A medida tem como foco principal a prevenção da exploração sexual de crianças e adolescentes, além de coibir situações em que menores possam ser utilizados por adultos em práticas ilícitas, como o tráfico de drogas. De acordo com investigações conduzidas pela Promotoria, foi identificado que adolescentes oriundos de Natal estariam se hospedando em estabelecimentos do litoral sem o devido controle documental ou fiscalização adequada.
Entre as orientações, o Ministério Público destaca a obrigatoriedade da apresentação de documento oficial com foto de todos os hóspedes no momento do check-in, medida considerada essencial para evitar fraudes de identidade e proteger menores de situações de risco. A exigência também se estende a ocupantes de veículos que utilizem dependências de motéis ou locais similares.
A recomendação reforça ainda que menores de 18 anos não podem permanecer desacompanhados dos pais ou responsáveis legais. A hospedagem só é permitida mediante autorização formal por escrito, com firma reconhecida, ou mediante ordem judicial específica. O objetivo é assegurar que qualquer estadia esteja devidamente respaldada por autorização legítima, evitando exposições indevidas.
São considerados documentos válidos para identificação carteira de identidade, passaporte, carteira nacional de habilitação com foto, carteira de trabalho e certificado de reservista.
Outro ponto enfatizado pelo MPRN é a importância da comunicação imediata de situações suspeitas às autoridades competentes. Indícios de exploração sexual, aliciamento ou envolvimento de menores com drogas devem ser informados à Polícia Militar, Polícia Civil ou ao próprio Ministério Público.
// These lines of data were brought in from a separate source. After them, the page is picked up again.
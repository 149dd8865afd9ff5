//! # Attendance Record Repository
//!
//! ## Daily Uniqueness
//! ```text
//! ┌─────────────────────────────────────────────────────────────────────────┐
//! │  UNIQUE INDEX idx_attendance_business_staff_date                        │
//! │        ON attendance_records (business_id, staff_id, date)              │
//! │                                                                         │
//! │  insert() #1 for (biz_1, staff-a, 2024-03-11)  → Ok                     │
//! │  insert() #2 for (biz_1, staff-a, 2024-03-11)  → DbError::UniqueViolation│
//! │                                                                         │
//! │  record_check_out() only touches rows with check_out_time IS NULL,     │
//! │  so a record cannot be checked out twice.                              │
//! └─────────────────────────────────────────────────────────────────────────┘
//! ```

use chrono::{DateTime, NaiveDate, Utc};
use sqlx::{FromRow, SqlitePool};
use tracing::debug;

use crate::error::DbResult;
use hisaab_core::{AttendanceRecord, AttendanceStatus, Coordinates, WorkLocation};

const SELECT_RECORD: &str = r#"
    SELECT id, business_id, staff_id, date, check_in_time, check_out_time,
           work_location, latitude, longitude, status, is_late, working_hours,
           notes, created_at, updated_at
    FROM attendance_records
"#;

/// Raw `attendance_records` row; coordinates are split into two columns.
#[derive(Debug, FromRow)]
struct AttendanceRow {
    id: String,
    business_id: String,
    staff_id: String,
    date: NaiveDate,
    check_in_time: Option<DateTime<Utc>>,
    check_out_time: Option<DateTime<Utc>>,
    work_location: WorkLocation,
    latitude: Option<f64>,
    longitude: Option<f64>,
    status: AttendanceStatus,
    is_late: bool,
    working_hours: Option<f64>,
    notes: Option<String>,
    created_at: DateTime<Utc>,
    updated_at: DateTime<Utc>,
}

impl From<AttendanceRow> for AttendanceRecord {
    fn from(row: AttendanceRow) -> Self {
        let coordinates = match (row.latitude, row.longitude) {
            (Some(latitude), Some(longitude)) => Some(Coordinates {
                latitude,
                longitude,
            }),
            _ => None,
        };

        AttendanceRecord {
            id: row.id,
            business_id: row.business_id,
            staff_id: row.staff_id,
            date: row.date,
            check_in_time: row.check_in_time,
            check_out_time: row.check_out_time,
            work_location: row.work_location,
            coordinates,
            status: row.status,
            is_late: row.is_late,
            working_hours: row.working_hours,
            notes: row.notes,
            created_at: row.created_at,
            updated_at: row.updated_at,
        }
    }
}

/// Repository for attendance records.
#[derive(Debug, Clone)]
pub struct AttendanceRepository {
    pool: SqlitePool,
}

impl AttendanceRepository {
    pub fn new(pool: SqlitePool) -> Self {
        AttendanceRepository { pool }
    }

    /// Inserts a new record.
    ///
    /// ## Errors
    /// `UniqueViolation` if the staff member already has a record that day.
    pub async fn insert(&self, record: &AttendanceRecord) -> DbResult<()> {
        debug!(
            id = %record.id,
            business_id = %record.business_id,
            staff_id = %record.staff_id,
            date = %record.date,
            "Inserting attendance record"
        );

        sqlx::query(
            r#"
            INSERT INTO attendance_records (
                id, business_id, staff_id, date, check_in_time, check_out_time,
                work_location, latitude, longitude, status, is_late, working_hours,
                notes, created_at, updated_at
            ) VALUES (?1, ?2, ?3, ?4, ?5, ?6, ?7, ?8, ?9, ?10, ?11, ?12, ?13, ?14, ?15)
            "#,
        )
        .bind(&record.id)
        .bind(&record.business_id)
        .bind(&record.staff_id)
        .bind(record.date)
        .bind(record.check_in_time)
        .bind(record.check_out_time)
        .bind(record.work_location)
        .bind(record.coordinates.map(|c| c.latitude))
        .bind(record.coordinates.map(|c| c.longitude))
        .bind(record.status)
        .bind(record.is_late)
        .bind(record.working_hours)
        .bind(&record.notes)
        .bind(record.created_at)
        .bind(record.updated_at)
        .execute(&self.pool)
        .await?;

        Ok(())
    }

    pub async fn get_by_id(&self, id: &str) -> DbResult<Option<AttendanceRecord>> {
        let row = sqlx::query_as::<_, AttendanceRow>(&format!("{} WHERE id = ?1", SELECT_RECORD))
            .bind(id)
            .fetch_optional(&self.pool)
            .await?;

        Ok(row.map(AttendanceRecord::from))
    }

    /// The record for one staff member on one business-local day.
    pub async fn get_for_day(
        &self,
        business_id: &str,
        staff_id: &str,
        date: NaiveDate,
    ) -> DbResult<Option<AttendanceRecord>> {
        let row = sqlx::query_as::<_, AttendanceRow>(&format!(
            "{} WHERE business_id = ?1 AND staff_id = ?2 AND date = ?3",
            SELECT_RECORD
        ))
        .bind(business_id)
        .bind(staff_id)
        .bind(date)
        .fetch_optional(&self.pool)
        .await?;

        Ok(row.map(AttendanceRecord::from))
    }

    /// Sets check-out data on a record that has not been checked out.
    ///
    /// Returns false if the record is missing or already checked out.
    pub async fn record_check_out(
        &self,
        id: &str,
        check_out_time: DateTime<Utc>,
        working_hours: f64,
    ) -> DbResult<bool> {
        debug!(id = %id, working_hours, "Recording check-out");

        let result = sqlx::query(
            r#"
            UPDATE attendance_records
            SET check_out_time = ?1, working_hours = ?2, updated_at = ?1
            WHERE id = ?3 AND check_in_time IS NOT NULL AND check_out_time IS NULL
            "#,
        )
        .bind(check_out_time)
        .bind(working_hours)
        .bind(id)
        .execute(&self.pool)
        .await?;

        Ok(result.rows_affected() == 1)
    }

    /// Records with `start <= date <= end`, ordered by date then staff id.
    pub async fn list_by_date_range(
        &self,
        business_id: &str,
        start: NaiveDate,
        end: NaiveDate,
    ) -> DbResult<Vec<AttendanceRecord>> {
        let rows = sqlx::query_as::<_, AttendanceRow>(&format!(
            "{} WHERE business_id = ?1 AND date >= ?2 AND date <= ?3 ORDER BY date, staff_id",
            SELECT_RECORD
        ))
        .bind(business_id)
        .bind(start)
        .bind(end)
        .fetch_all(&self.pool)
        .await?;

        Ok(rows.into_iter().map(AttendanceRecord::from).collect())
    }

    /// All of a staff member's records, newest day first.
    pub async fn list_by_staff(&self, staff_id: &str) -> DbResult<Vec<AttendanceRecord>> {
        let rows = sqlx::query_as::<_, AttendanceRow>(&format!(
            "{} WHERE staff_id = ?1 ORDER BY date DESC",
            SELECT_RECORD
        ))
        .bind(staff_id)
        .fetch_all(&self.pool)
        .await?;

        Ok(rows.into_iter().map(AttendanceRecord::from).collect())
    }
}

// =============================================================================
// Unit Tests
// =============================================================================

#[cfg(test)]
mod tests {
    use super::*;
    use crate::repository::test_support::{insert_business, setup};
    use chrono::{Datelike, TimeZone};

    fn day(d: u32) -> NaiveDate {
        NaiveDate::from_ymd_opt(2024, 3, d).unwrap()
    }

    fn record(id: &str, staff: &str, date: NaiveDate) -> AttendanceRecord {
        let check_in = Utc.with_ymd_and_hms(2024, 3, date.day(), 9, 0, 0).unwrap();
        AttendanceRecord {
            id: id.to_string(),
            business_id: "biz_1".to_string(),
            staff_id: staff.to_string(),
            date,
            check_in_time: Some(check_in),
            check_out_time: None,
            work_location: WorkLocation::Field,
            coordinates: Some(Coordinates {
                latitude: 24.86,
                longitude: 67.01,
            }),
            status: AttendanceStatus::Present,
            is_late: false,
            working_hours: None,
            notes: None,
            created_at: check_in,
            updated_at: check_in,
        }
    }

    #[tokio::test]
    async fn test_one_record_per_staff_per_day() {
        let db = setup().await;
        insert_business(&db, "biz_1", "AB12CD34").await;
        let repo = db.attendance();

        repo.insert(&record("a-1", "staff-a", day(11))).await.unwrap();
        let err = repo
            .insert(&record("a-2", "staff-a", day(11)))
            .await
            .unwrap_err();
        assert!(err.is_unique_violation());

        // Other staff, same day is fine
        repo.insert(&record("b-1", "staff-b", day(11))).await.unwrap();
    }

    #[tokio::test]
    async fn test_round_trip_and_check_out_once() {
        let db = setup().await;
        insert_business(&db, "biz_1", "AB12CD34").await;
        let repo = db.attendance();

        let original = record("a-1", "staff-a", day(11));
        repo.insert(&original).await.unwrap();

        let stored = repo
            .get_for_day("biz_1", "staff-a", day(11))
            .await
            .unwrap()
            .unwrap();
        assert_eq!(stored, original);

        let out = Utc.with_ymd_and_hms(2024, 3, 11, 17, 30, 0).unwrap();
        assert!(repo.record_check_out("a-1", out, 8.5).await.unwrap());
        assert!(!repo.record_check_out("a-1", out, 9.0).await.unwrap());

        let stored = repo.get_by_id("a-1").await.unwrap().unwrap();
        assert_eq!(stored.check_out_time, Some(out));
        assert_eq!(stored.working_hours, Some(8.5));
    }

    #[tokio::test]
    async fn test_date_range_is_inclusive_and_stable() {
        let db = setup().await;
        insert_business(&db, "biz_1", "AB12CD34").await;
        let repo = db.attendance();

        for (i, d) in [9, 10, 11, 12, 13].iter().enumerate() {
            repo.insert(&record(&format!("a-{}", i), "staff-a", day(*d)))
                .await
                .unwrap();
        }

        let first = repo.list_by_date_range("biz_1", day(10), day(12)).await.unwrap();
        let second = repo.list_by_date_range("biz_1", day(10), day(12)).await.unwrap();
        assert_eq!(first.len(), 3);
        assert_eq!(first, second);

        let by_staff = repo.list_by_staff("staff-a").await.unwrap();
        assert_eq!(by_staff.first().unwrap().date, day(13));
    }
}
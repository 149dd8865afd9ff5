//! # Database Pool
//!
//! Opens the attendance store and hands out repositories.
//!
//! ```text
//! DbConfig::new("…/hisaab.db")           DbConfig::in_memory()
//!        │                                      │
//!        ▼                                      ▼
//!   create parent dir                  one connection, never idles out
//!        │                                      │
//!        └──────────────┬───────────────────────┘
//!                       ▼
//!   SqliteConnectOptions: WAL, NORMAL sync, foreign_keys, busy_timeout
//!                       │
//!                       ▼
//!   SqlitePool ──► embedded migrations ──► Database
//!                                              │
//!          businesses() · staff_requests() · settings() · shifts()
//!          attendance() · leave() · notifications()
//! ```
//!
//! Every accessor clones the pool handle, so repositories are cheap to make
//! and can be held by long-lived components.

use sqlx::sqlite::{SqliteConnectOptions, SqliteJournalMode, SqlitePoolOptions, SqliteSynchronous};
use sqlx::SqlitePool;
use std::path::{Path, PathBuf};
use std::str::FromStr;
use std::time::Duration;
use tracing::{debug, info};

use crate::error::{DbError, DbResult};
use crate::migrations;
use crate::repository::attendance::AttendanceRepository;
use crate::repository::business::BusinessRepository;
use crate::repository::leave::LeaveRepository;
use crate::repository::notification::NotificationRepository;
use crate::repository::settings::SettingsRepository;
use crate::repository::shift::ShiftRepository;
use crate::repository::staff::StaffRequestRepository;

const MEMORY_PATH: &str = ":memory:";

/// How long a writer waits on a locked database before failing.
const BUSY_TIMEOUT: Duration = Duration::from_secs(5);

// =============================================================================
// Configuration
// =============================================================================

#[derive(Debug, Clone)]
pub struct DbConfig {
    /// SQLite file, or `:memory:`.
    pub database_path: PathBuf,
    pub max_connections: u32,
    pub acquire_timeout: Duration,
    /// Apply embedded migrations when opening. Default: true
    pub run_migrations: bool,
}

impl DbConfig {
    /// File-backed store; the file and its directory are created on open.
    pub fn new(path: impl Into<PathBuf>) -> Self {
        DbConfig {
            database_path: path.into(),
            max_connections: 5,
            acquire_timeout: Duration::from_secs(30),
            run_migrations: true,
        }
    }

    pub fn max_connections(mut self, max: u32) -> Self {
        self.max_connections = max.max(1);
        self
    }

    pub fn run_migrations(mut self, run: bool) -> Self {
        self.run_migrations = run;
        self
    }

    /// Isolated, empty, migrated store for tests.
    ///
    /// Each SQLite connection to `:memory:` is its own database, so the pool
    /// is pinned to a single connection.
    pub fn in_memory() -> Self {
        DbConfig {
            database_path: PathBuf::from(MEMORY_PATH),
            max_connections: 1,
            acquire_timeout: Duration::from_secs(5),
            run_migrations: true,
        }
    }

    fn is_memory(&self) -> bool {
        self.database_path == Path::new(MEMORY_PATH)
    }
}

// =============================================================================
// Database
// =============================================================================

#[derive(Debug, Clone)]
pub struct Database {
    pool: SqlitePool,
}

impl Database {
    /// Opens the store described by `config`.
    pub async fn new(config: DbConfig) -> DbResult<Self> {
        info!(path = %config.database_path.display(), "Opening attendance store");

        let base = if config.is_memory() {
            SqliteConnectOptions::from_str("sqlite::memory:")
                .map_err(|e| DbError::ConnectionFailed(e.to_string()))?
        } else {
            if let Some(dir) = config.database_path.parent().filter(|d| !d.as_os_str().is_empty()) {
                std::fs::create_dir_all(dir).map_err(|e| {
                    DbError::ConnectionFailed(format!("cannot create {}: {}", dir.display(), e))
                })?;
            }
            SqliteConnectOptions::new()
                .filename(&config.database_path)
                .create_if_missing(true)
        };

        let options = base
            .journal_mode(SqliteJournalMode::Wal)
            .synchronous(SqliteSynchronous::Normal)
            .foreign_keys(true)
            .busy_timeout(BUSY_TIMEOUT);

        let mut pool_options = SqlitePoolOptions::new()
            .max_connections(config.max_connections)
            .acquire_timeout(config.acquire_timeout);
        if config.is_memory() {
            // Dropping the last connection drops the database.
            pool_options = pool_options
                .min_connections(1)
                .idle_timeout(None)
                .max_lifetime(None);
        }

        let pool = pool_options
            .connect_with(options)
            .await
            .map_err(|e| DbError::ConnectionFailed(e.to_string()))?;
        debug!(max_connections = config.max_connections, "Pool ready");

        let db = Database { pool };
        if config.run_migrations {
            migrations::run_migrations(&db.pool).await?;
        }

        Ok(db)
    }

    pub fn pool(&self) -> &SqlitePool {
        &self.pool
    }

    pub fn businesses(&self) -> BusinessRepository {
        BusinessRepository::new(self.pool.clone())
    }

    pub fn staff_requests(&self) -> StaffRequestRepository {
        StaffRequestRepository::new(self.pool.clone())
    }

    pub fn settings(&self) -> SettingsRepository {
        SettingsRepository::new(self.pool.clone())
    }

    pub fn shifts(&self) -> ShiftRepository {
        ShiftRepository::new(self.pool.clone())
    }

    /// Attendance records; one per (business, staff, date).
    pub fn attendance(&self) -> AttendanceRepository {
        AttendanceRepository::new(self.pool.clone())
    }

    pub fn leave(&self) -> LeaveRepository {
        LeaveRepository::new(self.pool.clone())
    }

    pub fn notifications(&self) -> NotificationRepository {
        NotificationRepository::new(self.pool.clone())
    }

    /// Waits for checked-out connections, then closes the pool.
    pub async fn close(&self) {
        info!("Closing attendance store");
        self.pool.close().await;
    }

    pub async fn health_check(&self) -> bool {
        sqlx::query("SELECT 1").execute(&self.pool).await.is_ok()
    }
}

// =============================================================================
// Unit Tests
// =============================================================================

#[cfg(test)]
mod tests {
    use super::*;
    use crate::repository::test_support::insert_business;

    #[tokio::test]
    async fn test_in_memory_store_is_migrated() {
        let db = Database::new(DbConfig::in_memory()).await.unwrap();
        assert!(db.health_check().await);

        let (total, applied) = migrations::migration_status(db.pool()).await.unwrap();
        assert_eq!(total, applied);

        db.close().await;
        assert!(!db.health_check().await);
    }

    #[tokio::test]
    async fn test_in_memory_stores_are_isolated() {
        let a = Database::new(DbConfig::in_memory()).await.unwrap();
        let b = Database::new(DbConfig::in_memory()).await.unwrap();

        insert_business(&a, "biz_1", "AB12CD34").await;

        assert_eq!(a.businesses().count().await.unwrap(), 1);
        assert_eq!(b.businesses().count().await.unwrap(), 0);
    }

    #[test]
    fn test_config_builder() {
        let config = DbConfig::new("/tmp/hisaab-test.db")
            .max_connections(0)
            .run_migrations(false);

        assert_eq!(config.max_connections, 1);
        assert!(!config.run_migrations);
        assert!(!config.is_memory());
        assert!(DbConfig::in_memory().is_memory());
    }
}
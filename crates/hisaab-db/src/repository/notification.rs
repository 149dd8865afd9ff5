//! # Notification Repository
//!
//! Append-only log of delivered notifications with per-recipient read
//! tracking. `data` is stored as JSON text.

use chrono::{DateTime, Utc};
use sqlx::{FromRow, SqlitePool};
use tracing::debug;

use crate::error::{DbError, DbResult};
use hisaab_core::{NotificationKind, StoredNotification};

const SELECT_NOTIFICATION: &str = r#"
    SELECT id, business_id, recipient_id, kind, title, message, data, is_read, created_at
    FROM notifications
"#;

#[derive(Debug, FromRow)]
struct NotificationRow {
    id: String,
    business_id: String,
    recipient_id: String,
    kind: NotificationKind,
    title: String,
    message: String,
    data: String,
    is_read: bool,
    created_at: DateTime<Utc>,
}

impl TryFrom<NotificationRow> for StoredNotification {
    type Error = DbError;

    fn try_from(row: NotificationRow) -> Result<Self, Self::Error> {
        let data = serde_json::from_str(&row.data).map_err(|e| DbError::Corrupt {
            column: "notifications.data".to_string(),
            id: row.id.clone(),
            reason: e.to_string(),
        })?;

        Ok(StoredNotification {
            id: row.id,
            business_id: row.business_id,
            recipient_id: row.recipient_id,
            kind: row.kind,
            title: row.title,
            message: row.message,
            data,
            is_read: row.is_read,
            created_at: row.created_at,
        })
    }
}

#[derive(Debug, Clone)]
pub struct NotificationRepository {
    pool: SqlitePool,
}

impl NotificationRepository {
    pub fn new(pool: SqlitePool) -> Self {
        NotificationRepository { pool }
    }

    pub async fn insert(&self, notification: &StoredNotification) -> DbResult<()> {
        debug!(
            id = %notification.id,
            kind = notification.kind.as_str(),
            recipient = %notification.recipient_id,
            "Storing notification"
        );

        sqlx::query(
            r#"
            INSERT INTO notifications (
                id, business_id, recipient_id, kind, title, message, data, is_read, created_at
            ) VALUES (?1, ?2, ?3, ?4, ?5, ?6, ?7, ?8, ?9)
            "#,
        )
        .bind(&notification.id)
        .bind(&notification.business_id)
        .bind(&notification.recipient_id)
        .bind(notification.kind)
        .bind(&notification.title)
        .bind(&notification.message)
        .bind(notification.data.to_string())
        .bind(notification.is_read)
        .bind(notification.created_at)
        .execute(&self.pool)
        .await?;

        Ok(())
    }

    /// Notifications of a business, newest first, optionally for one recipient.
    pub async fn list_for(
        &self,
        business_id: &str,
        recipient_id: Option<&str>,
        limit: u32,
    ) -> DbResult<Vec<StoredNotification>> {
        let rows = sqlx::query_as::<_, NotificationRow>(&format!(
            r#"{} WHERE business_id = ?1 AND (?2 IS NULL OR recipient_id = ?2)
                ORDER BY created_at DESC, rowid DESC
                LIMIT ?3"#,
            SELECT_NOTIFICATION
        ))
        .bind(business_id)
        .bind(recipient_id)
        .bind(limit)
        .fetch_all(&self.pool)
        .await?;

        rows.into_iter().map(StoredNotification::try_from).collect()
    }

    pub async fn mark_read(&self, id: &str) -> DbResult<bool> {
        let result = sqlx::query("UPDATE notifications SET is_read = 1 WHERE id = ?1")
            .bind(id)
            .execute(&self.pool)
            .await?;

        Ok(result.rows_affected() == 1)
    }

    /// Marks every unread notification of a recipient as read.
    pub async fn mark_all_read(&self, business_id: &str, recipient_id: &str) -> DbResult<u64> {
        let result = sqlx::query(
            r#"
            UPDATE notifications SET is_read = 1
            WHERE business_id = ?1 AND recipient_id = ?2 AND is_read = 0
            "#,
        )
        .bind(business_id)
        .bind(recipient_id)
        .execute(&self.pool)
        .await?;

        Ok(result.rows_affected())
    }

    pub async fn unread_count(&self, business_id: &str, recipient_id: &str) -> DbResult<u32> {
        let count: i64 = sqlx::query_scalar(
            r#"
            SELECT COUNT(*) FROM notifications
            WHERE business_id = ?1 AND recipient_id = ?2 AND is_read = 0
            "#,
        )
        .bind(business_id)
        .bind(recipient_id)
        .fetch_one(&self.pool)
        .await?;

        Ok(u32::try_from(count).unwrap_or(u32::MAX))
    }
}

// =============================================================================
// Unit Tests
// =============================================================================
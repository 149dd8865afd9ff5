//! # Repository Module
//!
//! One repository per table. Each holds a pool handle and owns the SQL for
//! its table; business rules live in hisaab-core and the services crate.
//!
//! ```text
//! Database ──┬── businesses()      → BusinessRepository
//!            ├── staff_requests()  → StaffRequestRepository
//!            ├── settings()        → SettingsRepository
//!            ├── shifts()          → ShiftRepository
//!            ├── attendance()      → AttendanceRepository
//!            ├── leave()           → LeaveRepository
//!            └── notifications()   → NotificationRepository
//! ```
//!
//! ## State Transitions in SQL
//! Leave and join-request transitions are conditional updates
//! (`... WHERE id = ? AND status = 'pending'`). The repository reports
//! whether a row moved; callers turn `false` into `AlreadyResolved`.

pub mod attendance;
pub mod business;
pub mod leave;
pub mod notification;
pub mod settings;
pub mod shift;
pub mod staff;

#[cfg(test)]
pub(crate) mod test_support {
    use chrono::Utc;
    use hisaab_core::{Business, PlanTier};

    use crate::{Database, DbConfig};

    pub async fn setup() -> Database {
        Database::new(DbConfig::in_memory()).await.unwrap()
    }

    pub async fn insert_business(db: &Database, id: &str, join_code: &str) -> Business {
        let now = Utc::now();
        let business = Business {
            id: id.to_string(),
            name: format!("Business {}", id),
            business_type: "retail".to_string(),
            plan: PlanTier::Free,
            join_code: join_code.to_string(),
            created_at: now,
            updated_at: now,
        };
        db.businesses().insert(&business).await.unwrap();
        business
    }
}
A atuação preventiva dos estabelecimentos é vista como peça fundamental na rede de proteção social.
O descumprimento das normas previstas no Estatuto da Criança e do Adolescente (ECA) pode gerar multas administrativas, além de penalidades mais severas em caso de reincidência, incluindo o fechamento provisório ou definitivo do estabelecimento.
Para o Ministério Público, o reforço dessas medidas não se limita ao cumprimento legal, mas representa um compromisso coletivo com a segurança, dignidade e integridade de crianças e adolescentes, especialmente em regiões turísticas onde o fluxo de visitantes é intenso e exige atenção redobrada por parte do setor de hospedagem.